BEGIN TASK DATA

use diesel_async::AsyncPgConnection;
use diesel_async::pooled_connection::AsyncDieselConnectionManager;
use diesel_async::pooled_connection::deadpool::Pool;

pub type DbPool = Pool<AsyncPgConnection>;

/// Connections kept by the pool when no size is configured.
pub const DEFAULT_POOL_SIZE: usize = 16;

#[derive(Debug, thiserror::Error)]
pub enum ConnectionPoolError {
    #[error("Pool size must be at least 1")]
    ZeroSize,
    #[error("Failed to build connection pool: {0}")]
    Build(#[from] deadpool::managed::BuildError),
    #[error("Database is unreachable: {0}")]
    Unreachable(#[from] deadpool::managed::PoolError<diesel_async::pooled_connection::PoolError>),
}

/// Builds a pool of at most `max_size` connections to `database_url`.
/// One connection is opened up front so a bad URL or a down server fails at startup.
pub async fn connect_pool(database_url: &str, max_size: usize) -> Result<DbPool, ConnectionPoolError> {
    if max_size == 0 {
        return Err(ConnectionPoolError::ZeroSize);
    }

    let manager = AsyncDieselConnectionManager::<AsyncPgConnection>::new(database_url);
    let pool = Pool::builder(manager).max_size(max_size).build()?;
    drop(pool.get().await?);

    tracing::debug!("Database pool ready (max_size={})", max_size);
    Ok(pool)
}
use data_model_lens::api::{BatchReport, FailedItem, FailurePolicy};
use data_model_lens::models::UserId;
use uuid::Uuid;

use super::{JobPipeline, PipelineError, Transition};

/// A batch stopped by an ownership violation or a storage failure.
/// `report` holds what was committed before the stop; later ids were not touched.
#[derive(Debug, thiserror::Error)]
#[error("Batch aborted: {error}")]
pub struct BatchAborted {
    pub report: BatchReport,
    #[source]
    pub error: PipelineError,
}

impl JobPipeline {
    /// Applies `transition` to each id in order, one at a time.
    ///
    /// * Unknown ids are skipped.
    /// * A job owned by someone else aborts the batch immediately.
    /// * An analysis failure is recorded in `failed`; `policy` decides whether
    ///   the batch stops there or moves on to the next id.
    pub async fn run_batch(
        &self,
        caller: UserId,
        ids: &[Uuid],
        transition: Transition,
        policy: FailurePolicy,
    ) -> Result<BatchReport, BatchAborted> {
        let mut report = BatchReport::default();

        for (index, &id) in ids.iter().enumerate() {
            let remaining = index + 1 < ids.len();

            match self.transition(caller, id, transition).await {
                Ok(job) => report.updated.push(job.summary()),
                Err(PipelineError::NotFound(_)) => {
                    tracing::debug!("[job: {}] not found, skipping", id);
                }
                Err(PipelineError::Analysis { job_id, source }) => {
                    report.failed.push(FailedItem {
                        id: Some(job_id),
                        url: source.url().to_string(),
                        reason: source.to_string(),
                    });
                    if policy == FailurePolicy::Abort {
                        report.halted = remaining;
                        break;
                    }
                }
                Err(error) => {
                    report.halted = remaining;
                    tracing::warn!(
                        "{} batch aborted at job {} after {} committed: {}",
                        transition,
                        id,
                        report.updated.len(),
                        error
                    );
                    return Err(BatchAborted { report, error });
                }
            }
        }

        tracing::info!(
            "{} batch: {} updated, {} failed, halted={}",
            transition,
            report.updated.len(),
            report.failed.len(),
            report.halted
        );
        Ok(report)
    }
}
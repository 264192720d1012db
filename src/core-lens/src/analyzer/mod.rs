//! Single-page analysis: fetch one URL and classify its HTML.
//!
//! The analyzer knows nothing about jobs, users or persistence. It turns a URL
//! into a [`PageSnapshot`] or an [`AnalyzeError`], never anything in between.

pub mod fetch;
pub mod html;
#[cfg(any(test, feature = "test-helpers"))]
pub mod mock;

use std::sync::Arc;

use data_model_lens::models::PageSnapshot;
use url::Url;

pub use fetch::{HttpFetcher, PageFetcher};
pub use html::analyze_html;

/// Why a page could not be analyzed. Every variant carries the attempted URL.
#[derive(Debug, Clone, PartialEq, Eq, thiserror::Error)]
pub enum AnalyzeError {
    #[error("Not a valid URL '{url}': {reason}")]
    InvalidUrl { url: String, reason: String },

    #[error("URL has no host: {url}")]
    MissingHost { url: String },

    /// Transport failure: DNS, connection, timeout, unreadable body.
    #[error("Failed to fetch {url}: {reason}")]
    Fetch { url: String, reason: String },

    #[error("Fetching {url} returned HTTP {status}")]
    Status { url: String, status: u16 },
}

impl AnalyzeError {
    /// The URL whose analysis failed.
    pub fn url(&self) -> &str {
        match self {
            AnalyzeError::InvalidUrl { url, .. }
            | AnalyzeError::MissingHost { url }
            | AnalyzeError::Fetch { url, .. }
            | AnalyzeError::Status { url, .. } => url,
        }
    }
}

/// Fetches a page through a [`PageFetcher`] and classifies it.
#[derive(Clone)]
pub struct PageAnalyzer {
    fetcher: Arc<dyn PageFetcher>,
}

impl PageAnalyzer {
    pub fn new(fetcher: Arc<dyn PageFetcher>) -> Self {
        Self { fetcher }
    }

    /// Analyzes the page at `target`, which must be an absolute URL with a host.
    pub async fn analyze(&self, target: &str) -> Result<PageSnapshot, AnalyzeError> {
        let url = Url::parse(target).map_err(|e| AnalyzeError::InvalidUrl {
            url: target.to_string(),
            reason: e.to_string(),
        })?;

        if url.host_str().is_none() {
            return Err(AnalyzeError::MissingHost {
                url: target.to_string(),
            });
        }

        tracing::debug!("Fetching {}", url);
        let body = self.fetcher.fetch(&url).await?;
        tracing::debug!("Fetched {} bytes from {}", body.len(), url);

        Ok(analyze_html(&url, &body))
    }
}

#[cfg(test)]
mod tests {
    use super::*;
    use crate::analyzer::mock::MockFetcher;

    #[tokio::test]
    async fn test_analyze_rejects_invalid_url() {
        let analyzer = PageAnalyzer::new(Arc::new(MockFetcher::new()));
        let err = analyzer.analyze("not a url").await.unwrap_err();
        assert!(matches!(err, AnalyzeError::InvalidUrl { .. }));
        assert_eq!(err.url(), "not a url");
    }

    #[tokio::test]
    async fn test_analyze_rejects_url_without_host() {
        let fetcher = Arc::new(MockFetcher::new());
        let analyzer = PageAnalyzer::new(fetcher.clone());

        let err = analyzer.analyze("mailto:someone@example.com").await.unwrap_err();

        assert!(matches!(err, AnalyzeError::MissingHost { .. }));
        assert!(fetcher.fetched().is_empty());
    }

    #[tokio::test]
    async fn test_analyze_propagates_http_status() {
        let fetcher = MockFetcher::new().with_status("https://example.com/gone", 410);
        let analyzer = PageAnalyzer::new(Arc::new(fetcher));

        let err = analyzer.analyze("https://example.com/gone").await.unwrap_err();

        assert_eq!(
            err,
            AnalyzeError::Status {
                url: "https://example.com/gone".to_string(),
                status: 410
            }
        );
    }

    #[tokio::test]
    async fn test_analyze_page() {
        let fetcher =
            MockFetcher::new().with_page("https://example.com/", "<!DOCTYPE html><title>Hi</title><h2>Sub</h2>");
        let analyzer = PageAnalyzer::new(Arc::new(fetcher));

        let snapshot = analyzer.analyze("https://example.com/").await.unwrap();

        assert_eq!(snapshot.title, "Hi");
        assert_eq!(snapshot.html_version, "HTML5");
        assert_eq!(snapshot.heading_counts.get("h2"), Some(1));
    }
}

END TASK DATA
BEGIN TASK DATA

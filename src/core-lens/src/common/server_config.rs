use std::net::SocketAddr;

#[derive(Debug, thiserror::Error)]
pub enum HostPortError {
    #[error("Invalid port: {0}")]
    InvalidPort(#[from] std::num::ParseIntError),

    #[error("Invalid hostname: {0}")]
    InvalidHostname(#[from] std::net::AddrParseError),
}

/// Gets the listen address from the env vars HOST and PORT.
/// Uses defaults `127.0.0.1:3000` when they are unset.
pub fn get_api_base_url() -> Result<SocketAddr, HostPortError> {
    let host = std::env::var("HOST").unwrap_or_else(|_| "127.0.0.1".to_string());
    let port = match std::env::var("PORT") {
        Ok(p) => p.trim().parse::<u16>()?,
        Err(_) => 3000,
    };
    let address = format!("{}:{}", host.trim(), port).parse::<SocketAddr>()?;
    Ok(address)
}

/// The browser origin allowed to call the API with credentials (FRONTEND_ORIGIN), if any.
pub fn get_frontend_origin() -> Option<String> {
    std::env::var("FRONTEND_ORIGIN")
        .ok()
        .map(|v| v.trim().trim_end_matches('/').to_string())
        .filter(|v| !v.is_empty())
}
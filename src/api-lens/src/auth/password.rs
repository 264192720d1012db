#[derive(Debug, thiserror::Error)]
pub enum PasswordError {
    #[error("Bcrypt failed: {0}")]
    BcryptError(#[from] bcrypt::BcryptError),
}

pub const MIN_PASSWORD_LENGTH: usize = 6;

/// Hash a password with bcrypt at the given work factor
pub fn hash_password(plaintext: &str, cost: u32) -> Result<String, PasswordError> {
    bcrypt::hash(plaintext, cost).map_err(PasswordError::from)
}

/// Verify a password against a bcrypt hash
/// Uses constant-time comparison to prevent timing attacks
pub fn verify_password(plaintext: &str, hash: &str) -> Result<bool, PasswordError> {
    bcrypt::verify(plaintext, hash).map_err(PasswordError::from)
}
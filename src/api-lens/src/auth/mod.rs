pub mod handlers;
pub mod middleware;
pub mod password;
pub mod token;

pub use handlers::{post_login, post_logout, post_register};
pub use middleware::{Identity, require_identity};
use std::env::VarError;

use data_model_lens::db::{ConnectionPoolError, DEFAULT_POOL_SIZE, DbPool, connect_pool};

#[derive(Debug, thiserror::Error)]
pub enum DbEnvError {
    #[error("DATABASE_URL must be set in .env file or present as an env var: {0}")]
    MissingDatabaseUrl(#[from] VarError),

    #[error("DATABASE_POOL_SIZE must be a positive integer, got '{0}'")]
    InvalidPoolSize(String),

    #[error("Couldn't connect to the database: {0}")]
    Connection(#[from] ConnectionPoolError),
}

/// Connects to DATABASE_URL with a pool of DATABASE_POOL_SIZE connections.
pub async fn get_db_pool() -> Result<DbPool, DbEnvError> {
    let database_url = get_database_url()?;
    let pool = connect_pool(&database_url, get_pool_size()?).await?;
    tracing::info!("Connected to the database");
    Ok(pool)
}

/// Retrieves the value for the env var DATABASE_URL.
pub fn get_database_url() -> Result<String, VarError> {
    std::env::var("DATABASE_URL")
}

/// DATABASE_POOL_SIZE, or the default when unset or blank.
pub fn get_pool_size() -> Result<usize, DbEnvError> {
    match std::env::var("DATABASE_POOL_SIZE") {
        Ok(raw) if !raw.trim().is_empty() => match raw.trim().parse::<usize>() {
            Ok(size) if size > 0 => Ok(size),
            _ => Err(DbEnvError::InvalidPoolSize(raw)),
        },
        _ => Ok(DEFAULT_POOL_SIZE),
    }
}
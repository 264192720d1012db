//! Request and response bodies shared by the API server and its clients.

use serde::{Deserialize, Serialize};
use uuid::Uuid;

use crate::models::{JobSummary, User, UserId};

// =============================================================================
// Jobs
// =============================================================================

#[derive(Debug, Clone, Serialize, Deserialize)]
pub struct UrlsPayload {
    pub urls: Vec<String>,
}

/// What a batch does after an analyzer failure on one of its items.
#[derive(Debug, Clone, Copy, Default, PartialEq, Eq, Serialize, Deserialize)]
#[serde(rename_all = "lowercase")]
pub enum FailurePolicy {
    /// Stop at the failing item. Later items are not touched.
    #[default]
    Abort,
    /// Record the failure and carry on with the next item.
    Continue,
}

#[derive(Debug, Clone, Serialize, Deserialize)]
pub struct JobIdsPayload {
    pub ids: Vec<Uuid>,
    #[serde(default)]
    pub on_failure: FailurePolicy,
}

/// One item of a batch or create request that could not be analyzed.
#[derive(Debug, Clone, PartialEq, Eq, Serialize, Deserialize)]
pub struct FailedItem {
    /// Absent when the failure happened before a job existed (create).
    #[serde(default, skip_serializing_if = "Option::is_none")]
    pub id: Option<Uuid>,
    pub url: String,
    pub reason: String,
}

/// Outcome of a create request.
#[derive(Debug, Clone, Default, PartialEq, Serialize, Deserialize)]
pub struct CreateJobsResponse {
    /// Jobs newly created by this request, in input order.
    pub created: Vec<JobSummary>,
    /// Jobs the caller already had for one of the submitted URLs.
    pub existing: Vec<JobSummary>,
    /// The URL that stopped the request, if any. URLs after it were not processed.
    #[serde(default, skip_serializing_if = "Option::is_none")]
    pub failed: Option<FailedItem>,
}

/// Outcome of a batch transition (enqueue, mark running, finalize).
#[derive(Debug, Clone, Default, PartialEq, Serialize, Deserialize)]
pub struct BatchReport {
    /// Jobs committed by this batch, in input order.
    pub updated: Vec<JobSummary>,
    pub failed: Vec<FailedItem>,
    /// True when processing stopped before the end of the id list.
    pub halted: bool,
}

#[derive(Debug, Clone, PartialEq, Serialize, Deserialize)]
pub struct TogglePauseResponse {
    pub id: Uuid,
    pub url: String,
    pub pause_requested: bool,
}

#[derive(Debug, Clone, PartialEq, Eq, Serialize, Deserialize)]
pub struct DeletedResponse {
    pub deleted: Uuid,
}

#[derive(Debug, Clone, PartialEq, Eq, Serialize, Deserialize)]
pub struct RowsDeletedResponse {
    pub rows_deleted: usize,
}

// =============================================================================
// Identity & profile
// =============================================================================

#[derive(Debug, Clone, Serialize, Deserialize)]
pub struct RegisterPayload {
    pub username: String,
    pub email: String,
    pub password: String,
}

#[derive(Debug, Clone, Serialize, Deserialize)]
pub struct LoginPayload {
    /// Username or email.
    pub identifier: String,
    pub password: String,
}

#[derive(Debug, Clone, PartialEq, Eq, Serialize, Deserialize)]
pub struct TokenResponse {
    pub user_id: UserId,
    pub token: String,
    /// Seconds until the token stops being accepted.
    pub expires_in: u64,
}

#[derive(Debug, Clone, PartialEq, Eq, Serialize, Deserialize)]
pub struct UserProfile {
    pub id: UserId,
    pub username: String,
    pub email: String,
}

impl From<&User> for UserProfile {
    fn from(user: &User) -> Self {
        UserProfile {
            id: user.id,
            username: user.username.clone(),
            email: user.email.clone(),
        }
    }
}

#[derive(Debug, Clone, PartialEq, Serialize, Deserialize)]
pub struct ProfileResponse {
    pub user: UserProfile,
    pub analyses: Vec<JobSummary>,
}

END TASK DATA
BEGIN TASK DATA

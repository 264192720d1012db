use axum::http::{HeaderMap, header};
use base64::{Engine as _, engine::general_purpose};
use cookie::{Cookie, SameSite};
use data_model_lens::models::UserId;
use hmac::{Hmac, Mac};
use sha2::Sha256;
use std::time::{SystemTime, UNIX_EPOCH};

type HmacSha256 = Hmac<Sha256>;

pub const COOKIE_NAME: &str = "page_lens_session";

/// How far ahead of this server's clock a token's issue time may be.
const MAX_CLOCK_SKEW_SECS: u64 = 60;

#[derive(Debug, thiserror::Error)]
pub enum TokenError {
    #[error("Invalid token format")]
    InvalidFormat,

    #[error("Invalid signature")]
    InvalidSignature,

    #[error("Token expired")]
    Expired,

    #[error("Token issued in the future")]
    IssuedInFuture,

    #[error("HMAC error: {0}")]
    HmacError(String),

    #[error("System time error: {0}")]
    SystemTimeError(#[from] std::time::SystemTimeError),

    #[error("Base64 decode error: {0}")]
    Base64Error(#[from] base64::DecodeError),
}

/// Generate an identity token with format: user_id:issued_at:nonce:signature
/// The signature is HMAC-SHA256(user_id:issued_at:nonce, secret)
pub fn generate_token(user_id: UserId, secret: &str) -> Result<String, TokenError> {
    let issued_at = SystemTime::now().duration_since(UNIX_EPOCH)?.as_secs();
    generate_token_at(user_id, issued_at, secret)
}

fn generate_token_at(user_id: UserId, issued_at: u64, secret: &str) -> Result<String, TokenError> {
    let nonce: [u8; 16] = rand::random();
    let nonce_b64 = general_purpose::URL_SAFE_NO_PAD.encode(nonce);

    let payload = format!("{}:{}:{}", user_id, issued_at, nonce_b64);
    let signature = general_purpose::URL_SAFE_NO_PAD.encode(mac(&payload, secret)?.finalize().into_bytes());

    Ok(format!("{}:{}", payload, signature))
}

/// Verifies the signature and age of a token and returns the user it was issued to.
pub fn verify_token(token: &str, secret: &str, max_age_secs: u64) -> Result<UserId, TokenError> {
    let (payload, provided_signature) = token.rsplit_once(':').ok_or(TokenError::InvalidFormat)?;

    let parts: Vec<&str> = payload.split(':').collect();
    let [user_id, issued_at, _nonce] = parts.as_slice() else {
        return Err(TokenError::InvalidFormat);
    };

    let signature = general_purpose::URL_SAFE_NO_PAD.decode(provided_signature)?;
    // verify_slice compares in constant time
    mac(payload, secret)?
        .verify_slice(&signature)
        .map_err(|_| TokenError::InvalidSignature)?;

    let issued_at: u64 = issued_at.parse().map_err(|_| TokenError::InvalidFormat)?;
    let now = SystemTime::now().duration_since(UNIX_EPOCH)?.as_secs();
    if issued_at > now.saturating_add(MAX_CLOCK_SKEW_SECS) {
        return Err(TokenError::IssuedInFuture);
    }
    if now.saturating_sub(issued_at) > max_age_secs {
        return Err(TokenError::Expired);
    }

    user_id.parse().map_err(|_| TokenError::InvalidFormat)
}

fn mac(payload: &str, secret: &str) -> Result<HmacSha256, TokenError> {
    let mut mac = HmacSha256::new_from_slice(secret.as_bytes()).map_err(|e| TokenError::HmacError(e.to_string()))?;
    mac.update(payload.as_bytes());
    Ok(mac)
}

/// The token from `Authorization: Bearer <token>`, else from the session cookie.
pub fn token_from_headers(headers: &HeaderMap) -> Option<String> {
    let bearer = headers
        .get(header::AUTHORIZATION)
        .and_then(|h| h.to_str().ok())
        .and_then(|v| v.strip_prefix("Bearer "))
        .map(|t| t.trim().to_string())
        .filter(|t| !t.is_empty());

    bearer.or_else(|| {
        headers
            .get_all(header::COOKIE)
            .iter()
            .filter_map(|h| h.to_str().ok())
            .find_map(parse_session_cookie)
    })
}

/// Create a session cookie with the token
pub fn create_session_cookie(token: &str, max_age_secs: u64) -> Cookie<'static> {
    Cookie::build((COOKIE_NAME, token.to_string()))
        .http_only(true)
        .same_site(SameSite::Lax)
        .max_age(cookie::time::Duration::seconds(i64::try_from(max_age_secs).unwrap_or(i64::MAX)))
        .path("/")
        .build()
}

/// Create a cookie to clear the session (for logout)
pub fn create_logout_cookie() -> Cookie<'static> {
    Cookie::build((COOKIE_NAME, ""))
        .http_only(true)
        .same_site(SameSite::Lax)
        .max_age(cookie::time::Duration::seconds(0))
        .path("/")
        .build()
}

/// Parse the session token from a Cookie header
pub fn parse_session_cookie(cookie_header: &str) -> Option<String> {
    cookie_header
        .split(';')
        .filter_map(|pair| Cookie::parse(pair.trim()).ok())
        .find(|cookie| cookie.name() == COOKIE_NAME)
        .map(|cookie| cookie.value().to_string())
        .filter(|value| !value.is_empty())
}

END TASK DATA

◆ WHAT YOU WILL DO
The required output is each line of the entries that contains the word "middleware".

◆ RESULT BELOW
pub mod middleware;
pub use middleware::{Identity, require_identity};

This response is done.